I began to write these stories, only to be flummoxed by Tim Pears, who, in 1993, and very much under the influence of the same Latin American writers who had influenced me, published In the Place of Fallen Leaves . It is a beautiful book, set in the English countryside, which will one day be considered a classic. I wrote to him saying something like ‘A pox upon you, varlet, you’ve written the book I was just about to write’, and he replied, ‘I’ll keep England if you keep abroad.’ In the front of my copy he wrote: ‘To Louis, fortunately busy abroad.’ I have stuck to this agreement until now, and I hope that Tim forgives me for breaking it at last. His book obliged me to approach mine differently, but I hope that it is worthy to be somewhere near his on the shelf.

These days I live in a village in Norfolk, a place where there was only recently a man who lived in the woods with his animals. There is someone else who is a crack shot with a shotgun even though he has only one arm. This village is closer to its past. The dialect and accent just about survive. The names on the graves and war memorials are the names of families who still live here. I hope that one day my son and daughter will feel the same way about their childhood village in Norfolk as I do about mine in Surrey. In these stories I celebrate the quirky people I remember: the belligerent spinsters, the naked generals, the fudge-makers, the people who talked to spiders. I have not written what did happen, but what might or could or should have happened, and at one point I have ventured into a more distant past. Some of the stories I heard turned out to be false, as village rumours often are, but I kept them anyway. The moment I began to write I found that my instinct for fiction rapidly overwhelmed my respect for the truth, so that this village might be any village at all. Either way, the literary truth lies not in the details, but in the flavour.

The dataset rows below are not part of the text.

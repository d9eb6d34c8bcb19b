//! Configuration management trait.

use std::path::PathBuf;

use serde::Serialize;
use serde::de::DeserializeOwned;

use crate::{Error, Result};

/// A configuration type that can be located, loaded, rendered as TOML and
/// exported as environment variables.
///
/// The CLI `config` subcommands are generic over this trait.
pub trait ConfigManager: Default + Serialize + DeserializeOwned {
    /// Project name, used for the config directory and messages.
    fn project_name() -> &'static str;

    /// Variable that can point to the config file.
    fn config_env_var() -> &'static str;

    /// Prefix of exported environment variables.
    fn env_prefix() -> &'static str;

    /// Load the configuration, optionally from an explicit file.
    fn load(config_path: Option<&str>) -> Result<Self>;

    /// `<platform config dir>/<project>/config.toml`.
    fn default_config_path() -> Option<PathBuf> {
        dirs::config_dir().map(|d| d.join(Self::project_name()).join("config.toml"))
    }

    /// Explicit path, then the config variable, then the default path.
    fn resolve_config_path(explicit: Option<&str>) -> Option<PathBuf> {
        explicit
            .map(PathBuf::from)
            .or_else(|| std::env::var(Self::config_env_var()).ok().map(PathBuf::from))
            .or_else(Self::default_config_path)
    }

    /// Render as pretty TOML.
    fn to_toml_string(&self) -> Result<String> {
        toml::to_string_pretty(self).map_err(|e| Error::config(e.to_string()))
    }

    /// Flatten into `PREFIX_SECTION_KEY=value` pairs, sorted by key.
    fn to_env_vars(&self) -> Result<Vec<(String, String)>> {
        let value = toml::Value::try_from(self).map_err(|e| Error::config(e.to_string()))?;
        let mut vars = Vec::new();
        flatten_env(Self::env_prefix(), &value, &mut vars);
        vars.sort();
        Ok(vars)
    }
}

fn flatten_env(prefix: &str, value: &toml::Value, out: &mut Vec<(String, String)>) {
    match value {
        toml::Value::Table(table) => {
            for (key, value) in table {
                let name = format!("{prefix}_{}", key.to_uppercase());
                flatten_env(&name, value, out);
            }
        }
        toml::Value::Array(items) if items.iter().all(is_scalar) => {
            let joined = items.iter().map(scalar_string).collect::<Vec<_>>().join(",");
            out.push((prefix.to_string(), joined));
        }
        toml::Value::Array(_) => out.push((prefix.to_string(), value.to_string())),
        scalar => out.push((prefix.to_string(), scalar_string(scalar))),
    }
}

fn is_scalar(value: &toml::Value) -> bool {
    !matches!(value, toml::Value::Table(_) | toml::Value::Array(_))
}

fn scalar_string(value: &toml::Value) -> String {
    match value {
        toml::Value::String(s) => s.clone(),
        other => other.to_string(),
    }
}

The invisible background, of course, remains precisely that. I mean the imminent prospect of nuclear annihilation, the industrial strife, the inflation, the class warfare, the threat of petrol rationing, the terrorist bombs and the destructive ‘generation gap’ which meant that children no longer wanted to be like their parents, and parents felt hurt and bewildered. Literary writing then, as now, was almost entirely metropolitan. I don’t mourn these things, any more than I mourn the discontinuation of death by appendicitis. I mourn the people, and I mourn my lost youth, which I entirely wasted through not having enough fun.

I have refused to romanticise the countryside in the sentimental way that seems obligatory in England. After all, the first things that strike you upon coming back from living in a town for any number of years, is the truly shocking amount of roadkill, and the late-winter horror of myxomatosis. Those who grow up loving the countryside do so in the same way as they grow to love their parents. I have aimed to capture the feeling of the times, and I do so remembering not so much the village as those who have been translated into the graveyard of St Peter’s Church, and would otherwise have been forgotten. May they not rest, but live. Inter alia: Mrs Booth, Martin Carroe, Connie and Cecil Chapman, the Churchills, Rev. Elton and Eileen, Molly Gabb, John the Gardener, Bernard Grillo, Sybil Harcourt-Clark, Alan Harper, Joan Herman, Mrs Hopkins, Molly Hyde, Lavander, Dr Strang McClay, Alan, Douglas and Brenda Maclachlan, Major John Major, Mrs Marriage, General Martin and Jean, Beetle and Tony Nation, the Nicholls, Mary Parker (memoirist of the village, and fellow Morris Minor driver), Peggy, Mrs Robertson (who once spent several days in the bath), Dicken and Ruth Steele, Trotty and Ted Sutton, Rev. David Thompson, Jack Thorn, Buzz Walford, Dennis Wieler, Beryl Williams, Yeoli and Kit Wilson. And Eric Parker, soldier, village patriot, indefatigably enthusiastic naturalist, and literary father of the village. I wish I had known him.